Magnetic reconnection is a basic process involving a topological rearrangement of the magnetic topology observed in almost all magnetized plasmas, including those relevant for controlled nuclear fusion experiments. The magnetic energy released during reconnection events can be converted into thermal or kinetic energy. The goal of this contribution is to investigate magnetic reconnection phenomenology associated to the partial or complete transition from a helical to an axisymmetric magnetic topology in high plasma current (Ip up to 2MA) reversed field pinch (RFP) configuration [1]. In particular the analyses here reported concern the RFX-mod experiment [2], which is at present the largest RFP experiment in operation, focusing in particular on: 1) the MHD activity and magnetic energy evolution, 2) the electron temperature dynamics and the energy released during these phenomena and 3) the corresponding ion heating. By a power balance technique in axisymmetric approximation [3] it has been possible to compute, for several hydrogen discharges, the energy released during reconnection events which is generally in the range 5 – 180kJ at Ip = 1.2 – 2 MA. Experimental measurements from Neutral Particle Analyzer diagnostic have been used to estimate the corresponding changes in the ion temperature profile (Ti) which shows an increase of about 250eV in the core region (at Ip=1.3MA).
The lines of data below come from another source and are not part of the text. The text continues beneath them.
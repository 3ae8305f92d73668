use anyhow::{Context, Result};
use dotenv::dotenv;
use sweeper::{config::SweepConfig, sweeper::Sweeper, twitter_api::TwitterApi};
use tracing::info;
use utils::{
    errors::{API_CLIENT_BUILD_FAILED, CONFIG_LOAD_FAILED, SWEEP_FAILED},
    tracing::run_with_tracing,
};

#[tokio::main(flavor = "current_thread")]
async fn main() -> Result<()> {
    dotenv().ok();
    run_with_tracing(sweep).await
}

async fn sweep() -> Result<()> {
    let config = SweepConfig::from_env().context(CONFIG_LOAD_FAILED)?;
    let api = TwitterApi::from_config(&config.api).context(API_CLIENT_BUILD_FAILED)?;

    info!(base_url = %api.base_url, "Starting retention sweep");
    let summary = Sweeper::new(api, config)
        .run()
        .await
        .context(SWEEP_FAILED)?;

    info!(
        fetches = summary.fetches,
        pages = summary.pages,
        deleted = summary.deleted,
        kept = summary.kept,
        delete_failures = summary.delete_failures,
        "Retention sweep complete"
    );
    Ok(())
}
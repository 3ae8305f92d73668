use anyhow::{Context, Result};
use serde::{Deserialize, Serialize};
use std::{fs, path::Path};

/// A previously downloaded list of post ids, `{ "tweets": ["123", ...] }`.
#[derive(Debug, Deserialize, Serialize, Default, PartialEq)]
pub struct PostExport {
    #[serde(default)]
    pub tweets: Vec<String>,
}

impl PostExport {
    pub fn load(path: &Path) -> Result<Self> {
        let contents = fs::read_to_string(path)
            .with_context(|| format!("Failed to read export file {}", path.display()))?;
        serde_json::from_str(&contents)
            .with_context(|| format!("Failed to parse export file {}", path.display()))
    }
}
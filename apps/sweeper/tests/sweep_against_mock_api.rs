use mockito::{Matcher, Server, ServerGuard};
use std::{collections::HashMap, io::Write};
use sweeper::{
    batch::BatchDeleter,
    config::{BatchConfig, SweepConfig},
    sweeper::Sweeper,
    twitter_api::TwitterApi,
};

fn env_for(server: &ServerGuard, extra: &[(&str, &str)]) -> impl Fn(&str) -> Option<String> + use<> {
    let mut vars: HashMap<String, String> = [
        ("TWITTER_CONSUMER_KEY", "consumer"),
        ("TWITTER_CONSUMER_SECRET", "consumer-secret"),
        ("TWITTER_ACCESS_TOKEN", "token"),
        ("TWITTER_ACCESS_TOKEN_SECRET", "token-secret"),
    ]
    .iter()
    .chain(extra)
    .map(|(k, v)| (k.to_string(), v.to_string()))
    .collect();
    vars.insert("TWITTER_API_BASE_URL".to_string(), server.url());
    move |name| vars.get(name).cloned()
}

#[tokio::test]
async fn sweeps_old_posts_and_follows_the_cursor() {
    let mut server = Server::new_async().await;
    let lookup = env_for(
        &server,
        &[
            ("MAX_TWEET_AGE", "720h"),
            ("WHITELIST", "60"),
            ("SWEEP_PAGE_DELAY_SECS", "0"),
        ],
    );
    let config = SweepConfig::from_lookup(&lookup).unwrap();
    let api = TwitterApi::from_config(&config.api).unwrap();

    let recent = chrono::Utc::now() - chrono::TimeDelta::hours(2);
    let first_page = format!(
        r#"[
            {{"id": 90, "created_at": "{}", "text": "fresh"}},
            {{"id": 80, "created_at": "Mon Jan 05 10:00:00 +0000 2015", "text": "old"}},
            {{"id": 60, "created_at": "Sun Jan 04 10:00:00 +0000 2015", "text": "keep me"}},
            {{"id": 77, "created_at": "Wed Jan 01 10:00:00 +0000 2014", "text": "oldest"}}
        ]"#,
        sweeper::models::posts::format_created_at(recent)
    );

    let first = server
        .mock("GET", "/statuses/user_timeline.json")
        .match_query(Matcher::Regex("^count=200&include_rts=true$".into()))
        .with_status(200)
        .with_body(first_page)
        .expect(1)
        .create_async()
        .await;
    let second = server
        .mock("GET", "/statuses/user_timeline.json")
        .match_query(Matcher::UrlEncoded("max_id".into(), "77".into()))
        .with_status(200)
        .with_body(r#"[{"id": 77, "created_at": "Wed Jan 01 10:00:00 +0000 2014", "text": "oldest"}]"#)
        .expect(1)
        .create_async()
        .await;
    let delete_80 = server
        .mock("POST", "/statuses/destroy/80.json")
        .match_query(Matcher::UrlEncoded("trim_user".into(), "true".into()))
        .with_status(200)
        .with_body(r#"{"id": 80, "created_at": "Mon Jan 05 10:00:00 +0000 2015", "text": "old"}"#)
        .expect(1)
        .create_async()
        .await;
    let delete_77 = server
        .mock("POST", "/statuses/destroy/77.json")
        .match_query(Matcher::Any)
        .with_status(200)
        .with_body(r#"{"id": 77, "created_at": "Wed Jan 01 10:00:00 +0000 2014", "text": "oldest"}"#)
        .expect(1)
        .create_async()
        .await;
    let delete_allowlisted = server
        .mock("POST", "/statuses/destroy/60.json")
        .match_query(Matcher::Any)
        .expect(0)
        .create_async()
        .await;

    let summary = Sweeper::new(api, config).run().await.unwrap();

    assert_eq!(summary.fetches, 2);
    assert_eq!(summary.pages, 1);
    assert_eq!(summary.deleted, 2);
    assert_eq!(summary.kept, 2);

    first.assert_async().await;
    second.assert_async().await;
    delete_80.assert_async().await;
    delete_77.assert_async().await;
    delete_allowlisted.assert_async().await;
}

#[tokio::test]
async fn batch_deletes_everything_in_the_export() {
    let mut server = Server::new_async().await;
    let mut export = tempfile::NamedTempFile::new().unwrap();
    write!(export, r#"{{"tweets": ["5", "five", "6"]}}"#).unwrap();
    let export_path = export.path().to_string_lossy().to_string();

    let lookup = env_for(&server, &[("EXPORT_PATH", export_path.as_str()), ("BATCH_PAUSE_SECS", "0")]);
    let config = BatchConfig::from_lookup(&lookup).unwrap();
    let api = TwitterApi::from_config(&config.api).unwrap();

    let delete_5 = server
        .mock("POST", "/statuses/destroy/5.json")
        .match_query(Matcher::Any)
        .with_status(200)
        .with_body(r#"{"id": 5, "created_at": "Wed Jan 01 10:00:00 +0000 2014", "text": ""}"#)
        .expect(1)
        .create_async()
        .await;
    let delete_6 = server
        .mock("POST", "/statuses/destroy/6.json")
        .match_query(Matcher::Any)
        .with_status(404)
        .with_body(r#"{"errors":[{"code":144,"message":"No status found with that ID."}]}"#)
        .expect(1)
        .create_async()
        .await;

    let summary = BatchDeleter::new(api, config).run().await.unwrap();

    assert_eq!(summary.attempted, 3);
    assert_eq!(summary.deleted, 1);
    assert_eq!(summary.unparsable, 1);
    assert_eq!(summary.delete_failures, 1);

    delete_5.assert_async().await;
    delete_6.assert_async().await;
}
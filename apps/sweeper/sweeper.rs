use chrono::{TimeDelta, Utc};
use tokio::time::sleep;
use tracing::{error, info, instrument, warn};

use crate::{
    config::{DeleteErrorPolicy, SweepConfig},
    errors::SweepError,
    models::posts::Post,
    twitter_api::PostApi,
};

/// Result of sweeping a single page.
#[derive(Debug, Default, Clone, PartialEq, Eq)]
pub struct PageOutcome {
    /// Id of the post with the largest age in the page, used as `max_id` for
    /// the next fetch. `None` only for an empty page.
    pub cursor: Option<u64>,
    pub deleted: usize,
    pub kept: usize,
    pub delete_failures: usize,
}

#[derive(Debug, Default, Clone, PartialEq, Eq)]
pub struct SweepSummary {
    pub fetches: usize,
    pub pages: usize,
    pub deleted: usize,
    pub kept: usize,
    pub delete_failures: usize,
}

pub struct Sweeper<A> {
    api: A,
    config: SweepConfig,
}

impl<A: PostApi> Sweeper<A> {
    pub fn new(api: A, config: SweepConfig) -> Self {
        Self { api, config }
    }

    pub fn api(&self) -> &A {
        &self.api
    }

    /// Sweeps the timeline from the newest page backwards until a fetch
    /// returns one post or none. Any fetch or sweep error stops the run.
    #[instrument(skip(self))]
    pub async fn run(&self) -> Result<SweepSummary, SweepError> {
        let mut summary = SweepSummary::default();

        let mut page = self.fetch_page(None, &mut summary).await?;

        while page.len() > 1 {
            let outcome = self.sweep_page(&page).await?;
            summary.pages += 1;
            summary.deleted += outcome.deleted;
            summary.kept += outcome.kept;
            summary.delete_failures += outcome.delete_failures;

            let Some(cursor) = outcome.cursor else {
                break;
            };

            info!(
                cursor,
                deleted = outcome.deleted,
                delay = ?self.config.page_delay,
                "Finished page, sleeping before the next one"
            );
            sleep(self.config.page_delay).await;

            page = self.fetch_page(Some(cursor), &mut summary).await?;
        }

        info!(
            pages = summary.pages,
            deleted = summary.deleted,
            kept = summary.kept,
            delete_failures = summary.delete_failures,
            "No more posts to delete"
        );

        Ok(summary)
    }

    async fn fetch_page(
        &self,
        max_id: Option<u64>,
        summary: &mut SweepSummary,
    ) -> Result<Vec<Post>, SweepError> {
        summary.fetches += 1;
        let page = self.api.list_timeline(max_id).await.map_err(|source| {
            error!(?max_id, error = ?source, "Failed to fetch timeline");
            SweepError::Fetch { max_id, source }
        })?;
        info!(?max_id, page_len = page.len(), "Timeline retrieved");
        Ok(page)
    }

    /// Deletes every post in `posts` that the retention policy lets go, in
    /// the order given, and picks the next cursor. A timestamp that does not
    /// parse always aborts the page; a failed delete aborts it under
    /// [`DeleteErrorPolicy::Halt`].
    pub async fn sweep_page(&self, posts: &[Post]) -> Result<PageOutcome, SweepError> {
        let now = Utc::now();
        let retention = &self.config.retention;
        let mut outcome = PageOutcome::default();
        let mut oldest: Option<(u64, TimeDelta)> = None;

        for post in posts {
            let age = post.age_at(now).map_err(|source| {
                error!(post_id = post.id, created_at = %post.created_at, "Could not parse post time");
                SweepError::TimestampParse {
                    id: post.id,
                    value: post.created_at.clone(),
                    source,
                }
            })?;

            if retention.should_delete(post.id, age) {
                match self.api.delete_post(post.id).await {
                    Ok(()) => {
                        outcome.deleted += 1;
                        info!(post_id = post.id, created_at = %post.created_at, text = %post.text, "Deleted post");
                    }
                    Err(source) => match self.config.delete_error_policy {
                        DeleteErrorPolicy::Halt => {
                            error!(post_id = post.id, error = ?source, "Failed to delete post");
                            return Err(SweepError::Delete { id: post.id, source });
                        }
                        DeleteErrorPolicy::Skip => {
                            warn!(post_id = post.id, error = ?source, "Failed to delete post, skipping");
                            outcome.delete_failures += 1;
                        }
                    },
                }
            } else {
                outcome.kept += 1;
            }

            if oldest.is_none_or(|(_, max_age)| age > max_age) {
                oldest = Some((post.id, age));
            }
        }

        outcome.cursor = oldest.map(|(id, _)| id);
        Ok(outcome)
    }
}
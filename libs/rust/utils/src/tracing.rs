use anyhow::{anyhow, Result};
use futures::{Future, FutureExt};
use tracing::error;
use tracing_subscriber::{fmt, prelude::*, EnvFilter};

pub fn setup_tracing() {
    let filter_layer = EnvFilter::try_from_default_env().unwrap_or_else(|_| EnvFilter::new("info"));

    // Ensure the fmt layer logs to the console
    let fmt_layer = fmt::layer()
        .with_line_number(true)
        .compact()
        .with_writer(std::io::stdout);

    // A subscriber may already be installed when several runs share a process (tests)
    let _ = tracing_subscriber::registry()
        .with(filter_layer)
        .with(fmt_layer)
        .try_init();
}

/// Installs tracing, then drives `future` to completion. Errors are logged
/// and returned; a panic is logged with its backtrace and turned into an error
/// so the binary still exits non-zero.
pub async fn run_with_tracing<F, Fut>(future: F) -> Result<()>
where
    F: FnOnce() -> Fut,
    Fut: Future<Output = Result<()>>,
{
    setup_tracing();

    // Wrap the async block in a catch_unwind
    match std::panic::AssertUnwindSafe(future()).catch_unwind().await {
        Ok(Ok(())) => Ok(()),
        Ok(Err(e)) => {
            error!(error = ?e, "Run failed");
            Err(e)
        }
        Err(panic) => {
            capture_panic_details(panic);
            Err(anyhow!("run panicked"))
        }
    }
}

fn capture_panic_details(e: Box<dyn std::any::Any + Send>) {
    let backtrace = backtrace::Backtrace::new();
    if let Some(s) = e.downcast_ref::<&str>() {
        error!(panic_message = *s, backtrace = ?backtrace, "Panic occurred with message");
    } else if let Some(s) = e.downcast_ref::<String>() {
        error!(panic_message = s, backtrace = ?backtrace, "Panic occurred with message");
    } else {
        error!(backtrace = ?backtrace, "Panic occurred but the payload is not a string");
    }
}
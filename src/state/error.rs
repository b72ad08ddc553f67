//! Errors surfaced by the shared application state

use crate::settings::ValidationError;

#[derive(Debug, thiserror::Error)]
pub enum StateError {
    /// A duration edit was rejected; nothing changed.
    #[error(transparent)]
    Validation(#[from] ValidationError),

    /// A thread panicked while holding one of the state locks.
    #[error("failed to lock {0}")]
    LockPoisoned(&'static str),
}
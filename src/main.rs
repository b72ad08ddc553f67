//! Pomodoro Server - A state-managed HTTP server running a work/break timer
//! 
//! This is the main entry point for the pomodoro-server application.

use std::sync::Arc;
use tokio::net::TcpListener;
use tracing::info;

use pomodoro_server::{
    api::create_router,
    config::Config,
    settings::JsonFileStore,
    state::{AppState, TimerEngine},
    tasks::{announcer_task, ticker_task},
    utils::shutdown_signal,
};

#[tokio::main]
async fn main() -> anyhow::Result<()> {
    let config = Config::parse();

    // Initialize tracing with appropriate log level
    tracing_subscriber::fmt()
        .with_env_filter(format!("pomodoro_server={},tower_http=info", config.log_level()))
        .init();

    info!("Starting pomodoro-server v{}", env!("CARGO_PKG_VERSION"));
    info!("Configuration: host={}, port={}", config.host, config.port);

    // Load persisted durations and build the timer
    let store = JsonFileStore::new(&config.settings_file);
    info!("Settings file: {}", store.path().display());
    let engine = TimerEngine::new(Arc::new(store));
    let state = Arc::new(AppState::new(engine, config.port, config.host.clone()));

    // Background tasks: the tick driver and the phase announcer
    let ticker = tokio::spawn(ticker_task(Arc::downgrade(&state)));
    let announcer = tokio::spawn(announcer_task(state.subscribe_notifications()));

    // Create HTTP router with all endpoints
    let app = create_router(Arc::clone(&state));

    // Bind to the specified address
    let addr = config.address();
    let listener = TcpListener::bind(&addr).await?;

    info!("Server running on http://{}", addr);
    info!("Endpoints:");
    info!("  POST /start          - Start or resume the timer");
    info!("  POST /pause          - Pause the timer");
    info!("  POST /reset          - Reset to a fresh work session");
    info!("  GET  /settings       - Current durations");
    info!("  PUT  /settings/work  - Set work duration {{\"minutes\": n}}");
    info!("  PUT  /settings/break - Set break duration {{\"minutes\": n}}");
    info!("  GET  /status         - Timer status");
    info!("  GET  /health         - Health check");

    // Setup graceful shutdown
    let server = axum::serve(listener, app);

    tokio::select! {
        result = server => {
            if let Err(e) = result {
                tracing::error!("Server error: {}", e);
            }
        }
        _ = shutdown_signal() => {
            info!("Shutdown signal received");
        }
    }

    // No ticks may outlive the timer
    ticker.abort();
    announcer.abort();

    info!("Server shutdown complete");
    Ok(())
}
//! HTTP API module
//! 
//! This module contains all HTTP endpoint handlers and response structures.

pub mod handlers;
pub mod responses;

use std::sync::Arc;
use axum::{
    routing::{get, post, put},
    Router,
};
use tower_http::{cors::CorsLayer, trace::TraceLayer};

use crate::state::AppState;
use handlers::*;

/// Create the HTTP router with all endpoints
pub fn create_router(state: Arc<AppState>) -> Router {
    Router::new()
        .route("/start", post(start_handler))
        .route("/pause", post(pause_handler))
        .route("/reset", post(reset_handler))
        .route("/settings", get(settings_handler))
        .route("/settings/work", put(work_duration_handler))
        .route("/settings/break", put(break_duration_handler))
        .route("/status", get(status_handler))
        .route("/health", get(health_handler))
        .layer(CorsLayer::permissive())
        .layer(TraceLayer::new_for_http())
        .with_state(state)
}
The associated thermal energy variation computed from the whole Ti radial profile, of the order of 0.5-1kJ, is lower than the released magnetic energy, thus suggesting that suprathermal ion heating and electron acceleration might be dominant. The analyses described above have been recently extended to deuterium plasmas too and preliminary results on magnetic activity, electron thermal energy variation and DD neutrons generation during reconnection events are here reported. Given the great relevance of ion heating during reconnection events in a reactorial perspective these issues will be further investigated with dedicated experiments and new diagnostics in RFX-mod2 [4], an upgrade of the present device currently under implementation.